Python is readable
Steven D'Aprano
steve+comp.lang.python at pearwood.info
Thu Mar 15 20:15:14 EDT 2012
On Fri, 16 Mar 2012 00:46:35 +0100, Kiuhnm wrote:
> On 3/16/2012 0:00, Arnaud Delobelle wrote:
>> On 15 March 2012 22:35, Ben Finney<ben+python at benfinney.id.au> wrote:
>>> Kiuhnm<kiuhnm03.4t.yahoo.it> writes:
>>>
>>>> Moreover, I think that
>>>> if (............
>>>> ............
>>>> ............):
>>>> ............
>>>> ............
>>>> ............
>>>> is not very readable anyway.
>>>
>>> I agree, and am glad PEP 8 has been updated to recommend an extra
>>> level of indentation for continuation, to distinguish from the new
>>> block that
>>> follows<URL:http://www.python.org/dev/peps/pep-0008/#indentation>.
>>
>> Personally I solve this by never writing if conditions that span more
>> than one line. If the worst comes to the worst, I would write:
>>
>> aptly_named_condition = (
>> very long condition
>> that goes over
>> plenty of lines
>> )
>> if aptly_named_condition:
>> do stuff
>
> Will I be able to use extra indentation in Python code?
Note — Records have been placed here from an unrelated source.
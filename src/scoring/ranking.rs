use std::cmp::Ordering;
use std::collections::HashMap;

use crate::competition::types::{Participant, PointKind, PointRecord};

/// An entity (team or participant) with a score to be ranked.
#[derive(Debug, Clone, Copy, PartialEq)]
pub struct RankEntry {
    pub id: u32,
    pub score: f64,
}

#[derive(Debug, Clone, Copy, PartialEq)]
pub struct RankedEntry {
    pub id: u32,
    pub score: f64,
    pub rank: u32,
}

/// Rank entries under competition ranking.
///
/// Sort descending by score; the first entry gets rank 1 and each
/// subsequent entry's rank equals its 1-based position, unless its score
/// equals the preceding entry's, in which case it inherits that rank.
/// Entries [10, 10, 5] rank [1, 1, 3].
pub fn rank_entries(entries: &[RankEntry]) -> Vec<RankedEntry> {
    let mut sorted: Vec<RankEntry> = entries.to_vec();
    sorted.sort_by(|a, b| b.score.partial_cmp(&a.score).unwrap_or(Ordering::Equal));

    let mut ranked: Vec<RankedEntry> = Vec::with_capacity(sorted.len());
    for (idx, entry) in sorted.iter().enumerate() {
        let rank = match ranked.last() {
            Some(prev) if prev.score == entry.score => prev.rank,
            _ => idx as u32 + 1,
        };
        ranked.push(RankedEntry {
            id: entry.id,
            score: entry.score,
            rank,
        });
    }
    ranked
}

/// Effective placement per entry: 1 plus the count of entries with a
/// strictly greater score. Tied entries share a placement and the next
/// distinct score's placement skips ahead by the tie group's size.
///
/// This is the scheme the bonus thresholds are evaluated against; it is
/// kept separate from `rank_entries` because the two are used for
/// different purposes and must not drift into one another.
pub fn effective_placements(entries: &[RankEntry]) -> HashMap<u32, u32> {
    let mut placements = HashMap::with_capacity(entries.len());
    for entry in entries {
        let greater = entries.iter().filter(|e| e.score > entry.score).count();
        placements.insert(entry.id, greater as u32 + 1);
    }
    placements
}

/// The winning team of one activity, judged from its team-kind point
/// records: strictly greatest points wins, a tie yields no winner.
pub fn activity_winner(records: &[&PointRecord]) -> Option<u32> {
    let team_records: Vec<&&PointRecord> = records
        .iter()
        .filter(|r| r.kind == PointKind::Team)
        .collect();

    let best = team_records.iter().map(|r| r.points).max()?;
    let mut at_best = team_records.iter().filter(|r| r.points == best);
    let winner = at_best.next()?;
    if at_best.next().is_some() {
        return None; // tied at the top
    }
    winner.team_id
}

#[derive(Debug, Clone, PartialEq)]
pub struct MvpResult {
    pub participant_id: u32,
    pub name: String,
    pub average_rank: f64,
}

/// Determine the competition MVP.
///
/// `per_activity` holds the scored entries of every completed individual
/// activity that has at least one entry. Only participants present in ALL
/// of those activities qualify; the qualifier with the lowest mean
/// competition rank wins. Ties are broken lexicographically by name, a
/// deliberate contract where the original resolved them by iteration
/// order. Returns `None` when no participant qualifies.
pub fn compute_mvp(
    per_activity: &[Vec<RankEntry>],
    participants: &[Participant],
) -> Option<MvpResult> {
    if per_activity.is_empty() {
        return None;
    }

    let mut ranks: HashMap<u32, Vec<u32>> = HashMap::new();
    for entries in per_activity {
        for ranked in rank_entries(entries) {
            ranks.entry(ranked.id).or_default().push(ranked.rank);
        }
    }

    let names: HashMap<u32, &str> = participants
        .iter()
        .map(|p| (p.id, p.name.as_str()))
        .collect();

    let mut best: Option<MvpResult> = None;
    for (id, rank_list) in &ranks {
        if rank_list.len() != per_activity.len() {
            continue; // missed at least one activity
        }
        let average = rank_list.iter().sum::<u32>() as f64 / rank_list.len() as f64;
        let name = names.get(id).copied().unwrap_or_default();

        let better = match &best {
            None => true,
            Some(current) => {
                average < current.average_rank
                    || (average == current.average_rank && name < current.name.as_str())
            }
        };
        if better {
            best = Some(MvpResult {
                participant_id: *id,
                name: name.to_string(),
                average_rank: average,
            });
        }
    }
    best
}

#[cfg(test)]
mod tests {
    use super::*;

    fn entries(scores: &[f64]) -> Vec<RankEntry> {
        scores
            .iter()
            .enumerate()
            .map(|(i, &score)| RankEntry {
                id: i as u32 + 1,
                score,
            })
            .collect()
    }

    fn team_record(team_id: u32, points: i64) -> PointRecord {
        PointRecord {
            activity_id: 1,
            team_id: Some(team_id),
            participant_id: None,
            raw_value: None,
            points,
            kind: PointKind::Team,
        }
    }

    fn roster(names: &[&str]) -> Vec<Participant> {
        names
            .iter()
            .enumerate()
            .map(|(i, name)| Participant {
                id: i as u32 + 1,
                name: name.to_string(),
                team_id: 1,
            })
            .collect()
    }

    #[test]
    fn test_rank_distinct_scores() {
        let ranked = rank_entries(&entries(&[20.0, 15.0, 10.0, 5.0]));
        let ranks: Vec<u32> = ranked.iter().map(|r| r.rank).collect();
        assert_eq!(ranks, vec![1, 2, 3, 4]);
    }

    #[test]
    fn test_rank_tie_shares_lower_rank() {
        let ranked = rank_entries(&entries(&[10.0, 10.0, 5.0]));
        let ranks: Vec<u32> = ranked.iter().map(|r| r.rank).collect();
        assert_eq!(ranks, vec![1, 1, 3]);
    }

    #[test]
    fn test_rank_four_entry_tie_at_top() {
        let ranked = rank_entries(&entries(&[10.0, 10.0, 8.0, 2.0]));
        let ranks: Vec<u32> = ranked.iter().map(|r| r.rank).collect();
        assert_eq!(ranks, vec![1, 1, 3, 4]);
    }

    #[test]
    fn test_rank_unsorted_input() {
        let ranked = rank_entries(&entries(&[5.0, 10.0, 10.0]));
        assert_eq!(ranked[0].score, 10.0);
        assert_eq!(ranked[0].rank, 1);
        assert_eq!(ranked[1].rank, 1);
        assert_eq!(ranked[2].id, 1);
        assert_eq!(ranked[2].rank, 3);
    }

    #[test]
    fn test_rank_empty() {
        assert!(rank_entries(&[]).is_empty());
    }

    #[test]
    fn test_effective_placements_tie_skips() {
        let placements = effective_placements(&entries(&[10.0, 10.0, 5.0]));
        assert_eq!(placements[&1], 1);
        assert_eq!(placements[&2], 1);
        assert_eq!(placements[&3], 3);
    }

    #[test]
    fn test_effective_placements_distinct() {
        let placements = effective_placements(&entries(&[20.0, 15.0, 10.0, 5.0]));
        assert_eq!(placements[&1], 1);
        assert_eq!(placements[&2], 2);
        assert_eq!(placements[&3], 3);
        assert_eq!(placements[&4], 4);
    }

    #[test]
    fn test_activity_winner_unique_max() {
        let records = vec![team_record(1, 50), team_record(2, 0)];
        let refs: Vec<&PointRecord> = records.iter().collect();
        assert_eq!(activity_winner(&refs), Some(1));
    }

    #[test]
    fn test_activity_winner_tie_yields_none() {
        let records = vec![team_record(1, 25), team_record(2, 25)];
        let refs: Vec<&PointRecord> = records.iter().collect();
        assert_eq!(activity_winner(&refs), None);
    }

    #[test]
    fn test_activity_winner_ignores_individual_records() {
        let mut records = vec![team_record(1, 10), team_record(2, 5)];
        records.push(PointRecord {
            activity_id: 1,
            team_id: None,
            participant_id: Some(7),
            raw_value: Some(99.0),
            points: 0,
            kind: PointKind::Individual,
        });
        let refs: Vec<&PointRecord> = records.iter().collect();
        assert_eq!(activity_winner(&refs), Some(1));
    }

    #[test]
    fn test_activity_winner_no_records() {
        assert_eq!(activity_winner(&[]), None);
    }

    #[test]
    fn test_mvp_lowest_average_rank_wins() {
        let participants = roster(&["Alice", "Bob"]);
        let per_activity = vec![
            vec![
                RankEntry { id: 1, score: 20.0 },
                RankEntry { id: 2, score: 10.0 },
            ],
            vec![
                RankEntry { id: 1, score: 5.0 },
                RankEntry { id: 2, score: 15.0 },
            ],
            vec![
                RankEntry { id: 1, score: 9.0 },
                RankEntry { id: 2, score: 3.0 },
            ],
        ];
        let mvp = compute_mvp(&per_activity, &participants).unwrap();
        // Alice ranks 1, 2, 1; Bob ranks 2, 1, 2.
        assert_eq!(mvp.participant_id, 1);
        assert!((mvp.average_rank - 4.0 / 3.0).abs() < 1e-9);
    }

    #[test]
    fn test_mvp_requires_participation_in_every_activity() {
        let participants = roster(&["Alice", "Bob"]);
        let per_activity = vec![
            vec![
                RankEntry { id: 1, score: 20.0 },
                RankEntry { id: 2, score: 10.0 },
            ],
            // Alice missing here, even though she ranked first above.
            vec![RankEntry { id: 2, score: 15.0 }],
        ];
        let mvp = compute_mvp(&per_activity, &participants).unwrap();
        assert_eq!(mvp.participant_id, 2);
    }

    #[test]
    fn test_mvp_none_when_nobody_is_complete() {
        let participants = roster(&["Alice", "Bob"]);
        let per_activity = vec![
            vec![RankEntry { id: 1, score: 20.0 }],
            vec![RankEntry { id: 2, score: 15.0 }],
        ];
        assert_eq!(compute_mvp(&per_activity, &participants), None);
    }

    #[test]
    fn test_mvp_none_without_activities() {
        let participants = roster(&["Alice"]);
        assert_eq!(compute_mvp(&[], &participants), None);
    }

    #[test]
    fn test_mvp_tie_broken_by_name() {
        let participants = roster(&["Zoe", "Abe"]);
        let per_activity = vec![vec![
            RankEntry { id: 1, score: 10.0 },
            RankEntry { id: 2, score: 10.0 },
        ]];
        let mvp = compute_mvp(&per_activity, &participants).unwrap();
        assert_eq!(mvp.name, "Abe");
    }
}
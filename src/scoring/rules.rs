use serde::{Deserialize, Serialize};

/// Point values applied when scoring activities.
///
/// One instance per competition. Every field may be zero or negative;
/// negative values act as penalties, zero as a no-op. Changing the rules
/// after activities have been scored triggers a full recomputation of all
/// point records under the new values.
///
/// Example YAML:
/// ```yaml
/// rules:
///   team_win: 50
///   team_loss: 0
///   first_place: 10
///   second_place: 5
///   last_place: -5
/// ```
#[derive(Debug, Clone, Copy, PartialEq, Eq, Deserialize, Serialize)]
#[serde(deny_unknown_fields, default)]
pub struct ScoringRules {
    /// Awarded to the winning team of a team activity, and as the placement
    /// bonus for the top team of an individual activity.
    pub team_win: i64,

    /// Awarded to the losing team of a team activity, and as the placement
    /// bonus for the bottom team of an individual activity.
    pub team_loss: i64,

    /// Individual bonus for first place.
    pub first_place: i64,

    /// Individual bonus for second place.
    pub second_place: i64,

    /// Individual penalty (usually negative) for last place.
    pub last_place: i64,
}

impl Default for ScoringRules {
    fn default() -> Self {
        Self {
            team_win: 50,
            team_loss: 0,
            first_place: 10,
            second_place: 5,
            last_place: -5,
        }
    }
}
For instance,
>
> res = and(or(cond1,
> cond2),
> cond3,
> or(and(cond4,
> cond5,
> cond6),
> and(cond7,
> cond8)))
Not that exact example, because `and` and `or` are operators, not
functions and you will get a syntax error. Python uses infix notation,
not prefix or postfix:
x and y # yes
and(x, y) # no
x y and # no
But in general, yes, you can use whatever indentation you like inside a
line-continuation bracket:
py> x = [
... 1, 2, 3,
... 4, 5, 6,
... 7, 8, 9,
... 10, 11, 12,
... 13, 14, 15
... ]
py> x
[1, 2, 3, 4, 5, 6, 7, 8, 9, 10, 11, 12, 13, 14, 15]
Indentation is only syntactically significant in blocks and statements.
> I like it because it reads like a tree.
Funny. I dislike it because it is a tree on its side.